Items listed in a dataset
════════
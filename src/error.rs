use axum::{
    http::StatusCode,
    response::{IntoResponse, Response},
    Json,
};
use serde_json::json;
use thiserror::Error;

#[derive(Error, Debug)]
pub enum AppError {
    #[error("Database error: {0}")]
    Database(#[from] sqlx::Error),

    #[error("Validation error: {0}")]
    Validation(String),

    #[error("Not found: {0}")]
    NotFound(String),

    #[error("Unauthorized")]
    Unauthorized,

    #[error("Internal server error")]
    Internal(#[from] anyhow::Error),
}

impl IntoResponse for AppError {
    fn into_response(self) -> Response {
        let (status, error_message) = match &self {
            AppError::Database(e) => {
                tracing::error!(error = %e, "Database error");
                (
                    StatusCode::INTERNAL_SERVER_ERROR,
                    "Database error".to_string(),
                )
            }
            AppError::Validation(msg) => (StatusCode::BAD_REQUEST, msg.clone()),
            AppError::NotFound(msg) => (StatusCode::NOT_FOUND, msg.clone()),
            AppError::Unauthorized => (StatusCode::UNAUTHORIZED, "Unauthorized".to_string()),
            AppError::Internal(e) => {
                tracing::error!(error = %e, "Internal error");
                (
                    StatusCode::INTERNAL_SERVER_ERROR,
                    "Internal server error".to_string(),
                )
            }
        };

        let body = Json(json!({
            "message": error_message,
        }));

        (status, body).into_response()
    }
}

pub type Result<T> = std::result::Result<T, AppError>;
════════
■ ABOUT THIS TASK ■
From the first line to the last, retype the records exactly.

■ TASK RESPONSE ■
filename src/error.rs
use axum::{
    http::StatusCode,
    response::{IntoResponse, Response},
    Json,
};
use serde_json::json;
use thiserror::Error;

#[derive(Error, Debug)]
pub enum AppError {
    #[error("Database error: {0}")]
    Database(#[from] sqlx::Error),

    #[error("Validation error: {0}")]
    Validation(String),

    #[error("Not found: {0}")]
    NotFound(String),

    #[error("Unauthorized")]
    Unauthorized,

    #[error("Internal server error")]
    Internal(#[from] anyhow::Error),
}

impl IntoResponse for AppError {
    fn into_response(self) -> Response {
        let (status, error_message) = match &self {
            AppError::Database(e) => {
                tracing::error!(error = %e, "Database error");
                (
                    StatusCode::INTERNAL_SERVER_ERROR,
                    "Database error".to_string(),
                )
            }
            AppError::Validation(msg) => (StatusCode::BAD_REQUEST, msg.clone()),
            AppError::NotFound(msg) => (StatusCode::NOT_FOUND, msg.clone()),
            AppError::Unauthorized => (StatusCode::UNAUTHORIZED, "Unauthorized".to_string()),
            AppError::Internal(e) => {
                tracing::error!(error = %e, "Internal error");
                (
                    StatusCode::INTERNAL_SERVER_ERROR,
                    "Internal server error".to_string(),
                )
            }
        };

        let body = Json(json!({
            "message": error_message,
        }));

        (status, body).into_response()
    }
}

pub type Result<T> = std::result::Result<T, AppError>;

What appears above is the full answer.